Stored items:
+++++
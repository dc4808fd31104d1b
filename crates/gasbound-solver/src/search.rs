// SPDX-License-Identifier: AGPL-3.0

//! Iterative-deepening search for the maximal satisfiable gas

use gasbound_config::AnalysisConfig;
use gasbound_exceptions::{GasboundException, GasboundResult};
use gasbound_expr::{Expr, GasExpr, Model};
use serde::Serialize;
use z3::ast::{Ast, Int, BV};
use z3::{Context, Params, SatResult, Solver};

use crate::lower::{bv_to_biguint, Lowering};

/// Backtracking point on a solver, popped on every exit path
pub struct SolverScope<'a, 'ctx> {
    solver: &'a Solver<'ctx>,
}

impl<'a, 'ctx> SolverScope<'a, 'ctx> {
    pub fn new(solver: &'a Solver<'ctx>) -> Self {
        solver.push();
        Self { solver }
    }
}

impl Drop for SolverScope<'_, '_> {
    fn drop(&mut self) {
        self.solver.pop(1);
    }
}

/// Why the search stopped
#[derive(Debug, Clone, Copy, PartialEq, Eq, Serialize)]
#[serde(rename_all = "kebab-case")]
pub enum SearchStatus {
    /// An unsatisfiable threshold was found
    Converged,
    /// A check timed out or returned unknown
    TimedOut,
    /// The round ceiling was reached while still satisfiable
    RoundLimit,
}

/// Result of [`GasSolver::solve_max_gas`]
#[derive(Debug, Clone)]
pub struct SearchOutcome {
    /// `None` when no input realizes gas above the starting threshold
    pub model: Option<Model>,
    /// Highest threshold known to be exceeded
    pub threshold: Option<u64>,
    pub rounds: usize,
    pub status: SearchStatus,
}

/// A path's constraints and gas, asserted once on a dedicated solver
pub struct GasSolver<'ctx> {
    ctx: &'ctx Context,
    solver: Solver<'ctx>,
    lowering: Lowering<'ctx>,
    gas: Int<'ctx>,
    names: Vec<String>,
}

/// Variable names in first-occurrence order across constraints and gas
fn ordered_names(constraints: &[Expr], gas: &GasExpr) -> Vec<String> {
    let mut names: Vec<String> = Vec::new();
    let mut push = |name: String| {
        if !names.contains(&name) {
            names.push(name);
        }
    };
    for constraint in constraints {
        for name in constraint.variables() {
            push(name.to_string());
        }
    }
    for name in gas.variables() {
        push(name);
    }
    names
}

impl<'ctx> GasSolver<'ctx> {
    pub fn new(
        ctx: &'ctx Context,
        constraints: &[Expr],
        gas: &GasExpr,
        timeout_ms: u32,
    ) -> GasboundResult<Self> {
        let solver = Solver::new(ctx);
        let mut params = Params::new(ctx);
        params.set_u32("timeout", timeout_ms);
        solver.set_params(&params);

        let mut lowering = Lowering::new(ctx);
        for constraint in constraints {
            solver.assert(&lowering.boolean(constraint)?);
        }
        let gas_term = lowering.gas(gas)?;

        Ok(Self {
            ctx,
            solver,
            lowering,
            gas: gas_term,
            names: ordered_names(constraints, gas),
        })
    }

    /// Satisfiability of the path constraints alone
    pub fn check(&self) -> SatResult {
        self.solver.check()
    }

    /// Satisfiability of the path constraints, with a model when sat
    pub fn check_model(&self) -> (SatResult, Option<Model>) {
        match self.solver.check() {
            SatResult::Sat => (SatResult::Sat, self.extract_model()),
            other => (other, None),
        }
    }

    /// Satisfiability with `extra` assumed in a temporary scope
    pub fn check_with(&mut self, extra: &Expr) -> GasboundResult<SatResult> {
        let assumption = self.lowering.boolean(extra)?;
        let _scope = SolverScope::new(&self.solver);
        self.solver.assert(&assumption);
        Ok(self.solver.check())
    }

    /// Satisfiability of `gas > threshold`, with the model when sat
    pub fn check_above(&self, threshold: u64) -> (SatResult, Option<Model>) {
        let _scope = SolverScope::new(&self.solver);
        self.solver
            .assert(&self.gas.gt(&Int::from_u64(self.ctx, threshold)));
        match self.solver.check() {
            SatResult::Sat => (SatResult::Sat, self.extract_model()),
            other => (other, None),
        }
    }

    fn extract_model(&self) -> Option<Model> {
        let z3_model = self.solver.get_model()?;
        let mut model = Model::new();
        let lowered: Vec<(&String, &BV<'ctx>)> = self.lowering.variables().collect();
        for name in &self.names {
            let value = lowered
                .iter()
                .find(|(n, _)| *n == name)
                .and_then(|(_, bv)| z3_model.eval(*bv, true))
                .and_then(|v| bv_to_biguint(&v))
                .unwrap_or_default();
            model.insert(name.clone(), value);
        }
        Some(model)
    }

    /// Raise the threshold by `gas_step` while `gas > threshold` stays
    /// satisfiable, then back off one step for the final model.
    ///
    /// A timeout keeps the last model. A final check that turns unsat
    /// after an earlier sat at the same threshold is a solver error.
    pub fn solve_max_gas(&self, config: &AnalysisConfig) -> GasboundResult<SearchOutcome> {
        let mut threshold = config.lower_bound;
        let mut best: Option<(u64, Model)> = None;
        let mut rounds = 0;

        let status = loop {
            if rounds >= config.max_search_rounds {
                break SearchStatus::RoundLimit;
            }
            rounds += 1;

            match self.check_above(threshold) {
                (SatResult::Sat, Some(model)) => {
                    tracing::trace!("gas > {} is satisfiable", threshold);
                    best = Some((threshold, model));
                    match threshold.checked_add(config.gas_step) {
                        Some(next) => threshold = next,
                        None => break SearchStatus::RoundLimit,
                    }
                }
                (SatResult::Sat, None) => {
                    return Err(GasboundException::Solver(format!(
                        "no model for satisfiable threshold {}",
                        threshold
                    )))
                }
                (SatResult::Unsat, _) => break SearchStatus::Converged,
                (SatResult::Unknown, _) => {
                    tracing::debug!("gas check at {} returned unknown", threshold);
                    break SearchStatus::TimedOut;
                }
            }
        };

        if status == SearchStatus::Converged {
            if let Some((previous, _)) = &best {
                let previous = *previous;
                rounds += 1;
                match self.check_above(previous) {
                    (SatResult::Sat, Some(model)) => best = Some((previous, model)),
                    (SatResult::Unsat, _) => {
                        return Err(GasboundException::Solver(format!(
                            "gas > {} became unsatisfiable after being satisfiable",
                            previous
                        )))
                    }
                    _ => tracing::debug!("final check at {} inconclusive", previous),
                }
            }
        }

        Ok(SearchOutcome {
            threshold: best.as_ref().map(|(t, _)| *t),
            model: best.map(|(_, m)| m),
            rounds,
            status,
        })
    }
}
+++++
▸ TASK DETAILS:
Copy out all of the records verbatim.

▸ RESPONSE BELOW:
repository dc4808fd31104d1b
filename crates/gasbound-solver/src/search.rs
// SPDX-License-Identifier: AGPL-3.0

//! Iterative-deepening search for the maximal satisfiable gas

use gasbound_config::AnalysisConfig;
use gasbound_exceptions::{GasboundException, GasboundResult};
use gasbound_expr::{Expr, GasExpr, Model};
use serde::Serialize;
use z3::ast::{Ast, Int, BV};
use z3::{Context, Params, SatResult, Solver};

use crate::lower::{bv_to_biguint, Lowering};

/// Backtracking point on a solver, popped on every exit path
pub struct SolverScope<'a, 'ctx> {
    solver: &'a Solver<'ctx>,
}

impl<'a, 'ctx> SolverScope<'a, 'ctx> {
    pub fn new(solver: &'a Solver<'ctx>) -> Self {
        solver.push();
        Self { solver }
    }
}

impl Drop for SolverScope<'_, '_> {
    fn drop(&mut self) {
        self.solver.pop(1);
    }
}

/// Why the search stopped
#[derive(Debug, Clone, Copy, PartialEq, Eq, Serialize)]
#[serde(rename_all = "kebab-case")]
pub enum SearchStatus {
    /// An unsatisfiable threshold was found
    Converged,
    /// A check timed out or returned unknown
    TimedOut,
    /// The round ceiling was reached while still satisfiable
    RoundLimit,
}

/// Result of [`GasSolver::solve_max_gas`]
#[derive(Debug, Clone)]
pub struct SearchOutcome {
    /// `None` when no input realizes gas above the starting threshold
    pub model: Option<Model>,
    /// Highest threshold known to be exceeded
    pub threshold: Option<u64>,
    pub rounds: usize,
    pub status: SearchStatus,
}

/// A path's constraints and gas, asserted once on a dedicated solver
pub struct GasSolver<'ctx> {
    ctx: &'ctx Context,
    solver: Solver<'ctx>,
    lowering: Lowering<'ctx>,
    gas: Int<'ctx>,
    names: Vec<String>,
}

/// Variable names in first-occurrence order across constraints and gas
fn ordered_names(constraints: &[Expr], gas: &GasExpr) -> Vec<String> {
    let mut names: Vec<String> = Vec::new();
    let mut push = |name: String| {
        if !names.contains(&name) {
            names.push(name);
        }
    };
    for constraint in constraints {
        for name in constraint.variables() {
            push(name.to_string());
        }
    }
    for name in gas.variables() {
        push(name);
    }
    names
}

impl<'ctx> GasSolver<'ctx> {
    pub fn new(
        ctx: &'ctx Context,
        constraints: &[Expr],
        gas: &GasExpr,
        timeout_ms: u32,
    ) -> GasboundResult<Self> {
        let solver = Solver::new(ctx);
        let mut params = Params::new(ctx);
        params.set_u32("timeout", timeout_ms);
        solver.set_params(&params);

        let mut lowering = Lowering::new(ctx);
        for constraint in constraints {
            solver.assert(&lowering.boolean(constraint)?);
        }
        let gas_term = lowering.gas(gas)?;

        Ok(Self {
            ctx,
            solver,
            lowering,
            gas: gas_term,
            names: ordered_names(constraints, gas),
        })
    }

    /// Satisfiability of the path constraints alone
    pub fn check(&self) -> SatResult {
        self.solver.check()
    }

    /// Satisfiability of the path constraints, with a model when sat
    pub fn check_model(&self) -> (SatResult, Option<Model>) {
        match self.solver.check() {
            SatResult::Sat => (SatResult::Sat, self.extract_model()),
            other => (other, None),
        }
    }

    /// Satisfiability with `extra` assumed in a temporary scope
    pub fn check_with(&mut self, extra: &Expr) -> GasboundResult<SatResult> {
        let assumption = self.lowering.boolean(extra)?;
        let _scope = SolverScope::new(&self.solver);
        self.solver.assert(&assumption);
        Ok(self.solver.check())
    }

    /// Satisfiability of `gas > threshold`, with the model when sat
    pub fn check_above(&self, threshold: u64) -> (SatResult, Option<Model>) {
        let _scope = SolverScope::new(&self.solver);
        self.solver
            .assert(&self.gas.gt(&Int::from_u64(self.ctx, threshold)));
        match self.solver.check() {
            SatResult::Sat => (SatResult::Sat, self.extract_model()),
            other => (other, None),
        }
    }

    fn extract_model(&self) -> Option<Model> {
        let z3_model = self.solver.get_model()?;
        let mut model = Model::new();
        let lowered: Vec<(&String, &BV<'ctx>)> = self.lowering.variables().collect();
        for name in &self.names {
            let value = lowered
                .iter()
                .find(|(n, _)| *n == name)
                .and_then(|(_, bv)| z3_model.eval(*bv, true))
                .and_then(|v| bv_to_biguint(&v))
                .unwrap_or_default();
            model.insert(name.clone(), value);
        }
        Some(model)
    }

    /// Raise the threshold by `gas_step` while `gas > threshold` stays
    /// satisfiable, then back off one step for the final model.
    ///
    /// A timeout keeps the last model. A final check that turns unsat
    /// after an earlier sat at the same threshold is a solver error.
    pub fn solve_max_gas(&self, config: &AnalysisConfig) -> GasboundResult<SearchOutcome> {
        let mut threshold = config.lower_bound;
        let mut best: Option<(u64, Model)> = None;
        let mut rounds = 0;

        let status = loop {
            if rounds >= config.max_search_rounds {
                break SearchStatus::RoundLimit;
            }
            rounds += 1;

            match self.check_above(threshold) {
                (SatResult::Sat, Some(model)) => {
                    tracing::trace!("gas > {} is satisfiable", threshold);
                    best = Some((threshold, model));
                    match threshold.checked_add(config.gas_step) {
                        Some(next) => threshold = next,
                        None => break SearchStatus::RoundLimit,
                    }
                }
                (SatResult::Sat, None) => {
                    return Err(GasboundException::Solver(format!(
                        "no model for satisfiable threshold {}",
                        threshold
                    )))
                }
                (SatResult::Unsat, _) => break SearchStatus::Converged,
                (SatResult::Unknown, _) => {
                    tracing::debug!("gas check at {} returned unknown", threshold);
                    break SearchStatus::TimedOut;
                }
            }
        };

        if status == SearchStatus::Converged {
            if let Some((previous, _)) = &best {
                let previous = *previous;
                rounds += 1;
                match self.check_above(previous) {
                    (SatResult::Sat, Some(model)) => best = Some((previous, model)),
                    (SatResult::Unsat, _) => {
                        return Err(GasboundException::Solver(format!(
                            "gas > {} became unsatisfiable after being satisfiable",
                            previous
                        )))
                    }
                    _ => tracing::debug!("final check at {} inconclusive", previous),
                }
            }
        }

        Ok(SearchOutcome {
            threshold: best.as_ref().map(|(t, _)| *t),
            model: best.map(|(_, m)| m),
            rounds,
            status,
        })
    }
}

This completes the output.